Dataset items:
*** Block opens ***
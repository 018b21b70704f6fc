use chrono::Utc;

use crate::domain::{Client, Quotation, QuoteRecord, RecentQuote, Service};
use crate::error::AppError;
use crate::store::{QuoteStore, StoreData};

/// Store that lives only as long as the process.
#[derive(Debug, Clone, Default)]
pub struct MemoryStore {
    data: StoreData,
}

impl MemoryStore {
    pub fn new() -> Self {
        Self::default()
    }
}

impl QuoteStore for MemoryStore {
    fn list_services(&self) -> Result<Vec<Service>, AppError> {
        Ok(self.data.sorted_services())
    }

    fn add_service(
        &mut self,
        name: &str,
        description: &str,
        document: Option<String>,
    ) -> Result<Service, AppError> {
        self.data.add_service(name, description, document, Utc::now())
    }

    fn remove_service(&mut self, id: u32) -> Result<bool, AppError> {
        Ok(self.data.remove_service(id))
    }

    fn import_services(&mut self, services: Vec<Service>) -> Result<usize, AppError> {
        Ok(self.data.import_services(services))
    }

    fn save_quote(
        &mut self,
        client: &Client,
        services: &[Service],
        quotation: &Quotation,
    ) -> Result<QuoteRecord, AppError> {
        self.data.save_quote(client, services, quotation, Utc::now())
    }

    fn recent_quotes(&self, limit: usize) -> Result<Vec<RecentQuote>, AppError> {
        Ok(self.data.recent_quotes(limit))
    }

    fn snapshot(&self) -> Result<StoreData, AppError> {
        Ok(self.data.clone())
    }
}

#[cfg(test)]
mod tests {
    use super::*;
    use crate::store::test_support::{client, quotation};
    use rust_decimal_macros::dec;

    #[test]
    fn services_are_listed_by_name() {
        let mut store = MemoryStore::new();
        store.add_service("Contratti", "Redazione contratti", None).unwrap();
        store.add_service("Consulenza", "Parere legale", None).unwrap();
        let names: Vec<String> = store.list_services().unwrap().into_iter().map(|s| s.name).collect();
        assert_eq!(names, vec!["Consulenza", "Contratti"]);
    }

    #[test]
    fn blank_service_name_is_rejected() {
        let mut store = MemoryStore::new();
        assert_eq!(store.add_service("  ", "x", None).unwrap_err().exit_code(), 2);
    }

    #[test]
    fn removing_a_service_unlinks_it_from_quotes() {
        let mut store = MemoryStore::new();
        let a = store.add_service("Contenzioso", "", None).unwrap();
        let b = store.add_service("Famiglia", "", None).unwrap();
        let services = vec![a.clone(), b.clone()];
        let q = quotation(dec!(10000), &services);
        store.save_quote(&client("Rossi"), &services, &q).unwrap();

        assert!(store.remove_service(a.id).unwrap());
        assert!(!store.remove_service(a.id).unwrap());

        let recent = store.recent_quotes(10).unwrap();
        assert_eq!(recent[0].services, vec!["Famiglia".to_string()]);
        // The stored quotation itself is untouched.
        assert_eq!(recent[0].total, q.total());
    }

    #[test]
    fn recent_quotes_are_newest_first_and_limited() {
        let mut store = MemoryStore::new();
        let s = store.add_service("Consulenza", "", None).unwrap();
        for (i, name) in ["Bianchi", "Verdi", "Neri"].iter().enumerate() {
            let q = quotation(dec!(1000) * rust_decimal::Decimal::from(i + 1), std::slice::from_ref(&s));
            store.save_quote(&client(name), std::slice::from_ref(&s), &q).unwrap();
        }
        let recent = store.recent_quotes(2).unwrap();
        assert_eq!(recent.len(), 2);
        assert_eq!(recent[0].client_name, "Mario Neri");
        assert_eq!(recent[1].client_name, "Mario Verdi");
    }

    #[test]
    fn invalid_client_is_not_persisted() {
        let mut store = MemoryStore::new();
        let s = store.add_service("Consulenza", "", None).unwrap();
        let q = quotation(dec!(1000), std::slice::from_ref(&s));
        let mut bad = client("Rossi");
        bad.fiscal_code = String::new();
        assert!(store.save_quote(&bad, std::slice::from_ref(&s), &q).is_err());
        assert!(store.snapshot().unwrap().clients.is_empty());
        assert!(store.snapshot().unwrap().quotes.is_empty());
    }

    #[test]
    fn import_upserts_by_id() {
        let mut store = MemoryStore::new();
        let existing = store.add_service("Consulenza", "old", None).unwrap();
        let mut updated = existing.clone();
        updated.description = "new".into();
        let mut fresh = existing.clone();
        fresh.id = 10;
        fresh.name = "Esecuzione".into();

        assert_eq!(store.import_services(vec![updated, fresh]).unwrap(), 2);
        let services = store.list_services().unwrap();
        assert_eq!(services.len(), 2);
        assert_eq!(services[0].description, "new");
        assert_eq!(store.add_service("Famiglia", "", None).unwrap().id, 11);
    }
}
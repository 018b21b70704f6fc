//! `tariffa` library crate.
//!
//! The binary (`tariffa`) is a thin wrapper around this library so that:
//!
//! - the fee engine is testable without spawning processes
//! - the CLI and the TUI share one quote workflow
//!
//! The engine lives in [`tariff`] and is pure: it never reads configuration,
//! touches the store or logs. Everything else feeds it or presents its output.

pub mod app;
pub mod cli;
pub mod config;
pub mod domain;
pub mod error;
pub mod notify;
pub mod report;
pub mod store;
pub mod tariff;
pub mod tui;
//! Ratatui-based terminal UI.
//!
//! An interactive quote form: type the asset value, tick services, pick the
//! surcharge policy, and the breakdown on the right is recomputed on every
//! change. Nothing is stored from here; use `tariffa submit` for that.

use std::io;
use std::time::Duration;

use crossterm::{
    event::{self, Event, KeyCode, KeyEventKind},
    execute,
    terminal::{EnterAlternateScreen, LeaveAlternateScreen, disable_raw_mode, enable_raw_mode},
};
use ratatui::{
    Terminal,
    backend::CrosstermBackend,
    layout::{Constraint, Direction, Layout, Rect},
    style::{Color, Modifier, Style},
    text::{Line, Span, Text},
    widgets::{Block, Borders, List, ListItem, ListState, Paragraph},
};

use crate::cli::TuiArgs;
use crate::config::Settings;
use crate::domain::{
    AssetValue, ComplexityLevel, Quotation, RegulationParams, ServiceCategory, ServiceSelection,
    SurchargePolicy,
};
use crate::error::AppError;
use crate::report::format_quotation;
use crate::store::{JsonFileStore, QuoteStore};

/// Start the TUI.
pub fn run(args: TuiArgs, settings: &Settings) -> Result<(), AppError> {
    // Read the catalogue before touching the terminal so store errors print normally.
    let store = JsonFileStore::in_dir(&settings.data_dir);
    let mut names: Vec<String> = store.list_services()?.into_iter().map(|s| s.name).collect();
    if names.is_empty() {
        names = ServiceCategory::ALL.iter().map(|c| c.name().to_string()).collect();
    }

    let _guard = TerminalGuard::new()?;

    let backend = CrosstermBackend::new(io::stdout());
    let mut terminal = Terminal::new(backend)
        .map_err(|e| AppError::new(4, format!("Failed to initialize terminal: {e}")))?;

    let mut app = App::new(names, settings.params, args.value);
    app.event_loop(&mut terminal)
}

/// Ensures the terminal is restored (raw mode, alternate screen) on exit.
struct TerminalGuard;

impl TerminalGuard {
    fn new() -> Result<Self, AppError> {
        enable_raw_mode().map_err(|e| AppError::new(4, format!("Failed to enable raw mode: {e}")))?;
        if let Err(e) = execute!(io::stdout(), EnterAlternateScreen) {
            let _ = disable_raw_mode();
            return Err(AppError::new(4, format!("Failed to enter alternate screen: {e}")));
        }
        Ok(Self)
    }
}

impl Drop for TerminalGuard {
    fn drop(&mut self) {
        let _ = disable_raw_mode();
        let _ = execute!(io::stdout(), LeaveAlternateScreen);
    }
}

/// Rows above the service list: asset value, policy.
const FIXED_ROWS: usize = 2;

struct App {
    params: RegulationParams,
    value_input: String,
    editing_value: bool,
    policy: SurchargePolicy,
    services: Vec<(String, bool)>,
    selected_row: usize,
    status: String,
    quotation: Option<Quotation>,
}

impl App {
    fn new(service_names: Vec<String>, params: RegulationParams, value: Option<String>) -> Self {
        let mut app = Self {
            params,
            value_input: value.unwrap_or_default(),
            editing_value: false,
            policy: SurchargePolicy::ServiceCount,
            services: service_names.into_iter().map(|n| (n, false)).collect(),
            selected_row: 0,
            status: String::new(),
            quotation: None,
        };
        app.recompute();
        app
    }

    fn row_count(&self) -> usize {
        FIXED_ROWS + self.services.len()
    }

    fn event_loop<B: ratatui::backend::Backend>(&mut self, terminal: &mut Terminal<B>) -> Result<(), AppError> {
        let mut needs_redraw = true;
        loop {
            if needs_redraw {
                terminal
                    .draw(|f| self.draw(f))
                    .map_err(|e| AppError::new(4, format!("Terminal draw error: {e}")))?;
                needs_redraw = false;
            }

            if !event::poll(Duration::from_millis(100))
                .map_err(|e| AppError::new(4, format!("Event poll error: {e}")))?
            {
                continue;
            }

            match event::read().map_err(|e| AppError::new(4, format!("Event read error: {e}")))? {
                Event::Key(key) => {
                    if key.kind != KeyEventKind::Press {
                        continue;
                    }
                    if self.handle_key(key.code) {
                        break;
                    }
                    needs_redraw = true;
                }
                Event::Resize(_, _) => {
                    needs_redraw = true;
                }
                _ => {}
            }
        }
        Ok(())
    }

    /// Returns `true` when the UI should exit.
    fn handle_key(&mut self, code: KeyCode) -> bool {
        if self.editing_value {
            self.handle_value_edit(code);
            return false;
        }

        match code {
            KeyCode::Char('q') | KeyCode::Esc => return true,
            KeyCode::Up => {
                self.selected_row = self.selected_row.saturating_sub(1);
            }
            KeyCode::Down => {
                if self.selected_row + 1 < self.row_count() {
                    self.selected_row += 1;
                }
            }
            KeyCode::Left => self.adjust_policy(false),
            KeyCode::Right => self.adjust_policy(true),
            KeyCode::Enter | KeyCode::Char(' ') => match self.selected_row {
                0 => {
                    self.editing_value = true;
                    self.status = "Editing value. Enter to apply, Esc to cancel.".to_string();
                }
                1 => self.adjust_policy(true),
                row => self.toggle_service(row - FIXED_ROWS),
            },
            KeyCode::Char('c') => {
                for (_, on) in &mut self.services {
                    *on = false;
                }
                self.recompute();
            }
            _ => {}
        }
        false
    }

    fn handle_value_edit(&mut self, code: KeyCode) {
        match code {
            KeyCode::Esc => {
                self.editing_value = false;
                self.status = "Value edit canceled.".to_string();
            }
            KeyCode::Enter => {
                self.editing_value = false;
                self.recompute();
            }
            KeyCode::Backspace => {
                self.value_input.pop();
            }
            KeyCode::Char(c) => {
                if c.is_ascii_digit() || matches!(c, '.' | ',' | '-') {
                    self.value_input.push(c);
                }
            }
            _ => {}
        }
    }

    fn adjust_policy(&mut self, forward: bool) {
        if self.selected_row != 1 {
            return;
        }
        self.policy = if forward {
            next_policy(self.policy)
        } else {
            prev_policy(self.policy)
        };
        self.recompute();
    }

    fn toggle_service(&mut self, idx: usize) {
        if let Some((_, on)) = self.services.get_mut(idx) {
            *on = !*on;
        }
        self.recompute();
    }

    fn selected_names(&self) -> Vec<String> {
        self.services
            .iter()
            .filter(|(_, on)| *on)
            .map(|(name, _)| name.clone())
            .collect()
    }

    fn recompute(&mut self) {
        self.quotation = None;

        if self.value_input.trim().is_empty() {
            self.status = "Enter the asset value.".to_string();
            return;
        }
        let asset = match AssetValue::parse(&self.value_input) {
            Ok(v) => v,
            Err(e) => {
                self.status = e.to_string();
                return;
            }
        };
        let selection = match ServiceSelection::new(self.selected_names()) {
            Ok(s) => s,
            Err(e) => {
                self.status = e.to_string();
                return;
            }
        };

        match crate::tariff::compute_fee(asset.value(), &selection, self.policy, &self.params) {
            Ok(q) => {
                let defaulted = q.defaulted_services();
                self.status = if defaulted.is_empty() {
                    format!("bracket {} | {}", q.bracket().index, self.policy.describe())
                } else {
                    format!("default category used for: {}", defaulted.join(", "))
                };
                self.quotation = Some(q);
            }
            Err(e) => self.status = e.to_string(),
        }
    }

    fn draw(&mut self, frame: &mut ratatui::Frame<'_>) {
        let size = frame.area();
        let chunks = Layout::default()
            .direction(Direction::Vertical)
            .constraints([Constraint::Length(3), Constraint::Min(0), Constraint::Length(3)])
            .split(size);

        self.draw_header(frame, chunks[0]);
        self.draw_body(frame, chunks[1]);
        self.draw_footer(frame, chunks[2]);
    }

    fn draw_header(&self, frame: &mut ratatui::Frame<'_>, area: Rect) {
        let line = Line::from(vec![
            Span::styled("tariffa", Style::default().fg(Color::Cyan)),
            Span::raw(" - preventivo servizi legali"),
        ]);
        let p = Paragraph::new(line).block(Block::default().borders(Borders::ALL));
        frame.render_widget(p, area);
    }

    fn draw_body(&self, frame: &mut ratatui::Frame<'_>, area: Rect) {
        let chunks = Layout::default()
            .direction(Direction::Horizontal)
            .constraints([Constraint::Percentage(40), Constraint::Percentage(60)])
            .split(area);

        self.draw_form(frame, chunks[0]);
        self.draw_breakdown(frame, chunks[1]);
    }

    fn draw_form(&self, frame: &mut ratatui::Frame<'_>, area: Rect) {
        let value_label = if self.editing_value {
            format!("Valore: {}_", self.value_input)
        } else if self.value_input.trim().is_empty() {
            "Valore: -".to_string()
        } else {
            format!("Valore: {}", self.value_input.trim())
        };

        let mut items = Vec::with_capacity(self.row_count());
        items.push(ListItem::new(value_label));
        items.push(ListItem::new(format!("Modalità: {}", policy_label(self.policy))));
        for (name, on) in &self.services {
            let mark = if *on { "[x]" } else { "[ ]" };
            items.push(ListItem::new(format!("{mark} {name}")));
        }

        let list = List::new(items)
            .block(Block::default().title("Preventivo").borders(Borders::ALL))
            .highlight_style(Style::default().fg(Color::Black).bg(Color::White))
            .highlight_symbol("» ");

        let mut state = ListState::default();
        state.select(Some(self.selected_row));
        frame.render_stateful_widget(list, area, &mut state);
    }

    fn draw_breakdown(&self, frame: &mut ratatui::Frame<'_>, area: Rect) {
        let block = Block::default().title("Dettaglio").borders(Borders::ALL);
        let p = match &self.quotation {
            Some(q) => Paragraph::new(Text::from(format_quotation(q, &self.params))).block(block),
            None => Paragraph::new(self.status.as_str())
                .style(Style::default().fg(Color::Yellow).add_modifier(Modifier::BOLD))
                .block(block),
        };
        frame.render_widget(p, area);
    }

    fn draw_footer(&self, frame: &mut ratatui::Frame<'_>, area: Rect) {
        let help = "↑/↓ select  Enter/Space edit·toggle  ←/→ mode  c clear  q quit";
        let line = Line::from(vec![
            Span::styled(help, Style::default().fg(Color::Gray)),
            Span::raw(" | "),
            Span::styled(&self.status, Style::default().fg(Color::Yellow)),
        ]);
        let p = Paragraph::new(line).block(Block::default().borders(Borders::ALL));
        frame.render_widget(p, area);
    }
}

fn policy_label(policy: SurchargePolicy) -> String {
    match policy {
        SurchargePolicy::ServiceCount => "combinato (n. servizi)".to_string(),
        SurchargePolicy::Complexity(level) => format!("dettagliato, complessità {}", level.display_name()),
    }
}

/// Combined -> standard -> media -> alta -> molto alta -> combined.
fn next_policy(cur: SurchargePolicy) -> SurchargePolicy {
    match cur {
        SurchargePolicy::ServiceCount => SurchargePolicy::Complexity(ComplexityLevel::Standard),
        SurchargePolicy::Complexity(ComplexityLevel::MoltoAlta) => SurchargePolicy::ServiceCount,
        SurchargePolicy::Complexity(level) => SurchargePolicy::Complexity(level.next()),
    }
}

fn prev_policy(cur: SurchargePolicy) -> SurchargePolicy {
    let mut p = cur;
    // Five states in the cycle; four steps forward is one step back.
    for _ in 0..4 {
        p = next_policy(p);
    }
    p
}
*** Block closes ***
## DIRECTIONS
Copy every line of the data above, beginning with the first and ending with the line that contains "#[derive(Debug, Clone, Default)]", and give nothing more.

## RESULT OF THIS EXERCISE
repository 018b21b70704f6fc
use chrono::Utc;

use crate::domain::{Client, Quotation, QuoteRecord, RecentQuote, Service};
use crate::error::AppError;
use crate::store::{QuoteStore, StoreData};

/// Store that lives only as long as the process.
#[derive(Debug, Clone, Default)]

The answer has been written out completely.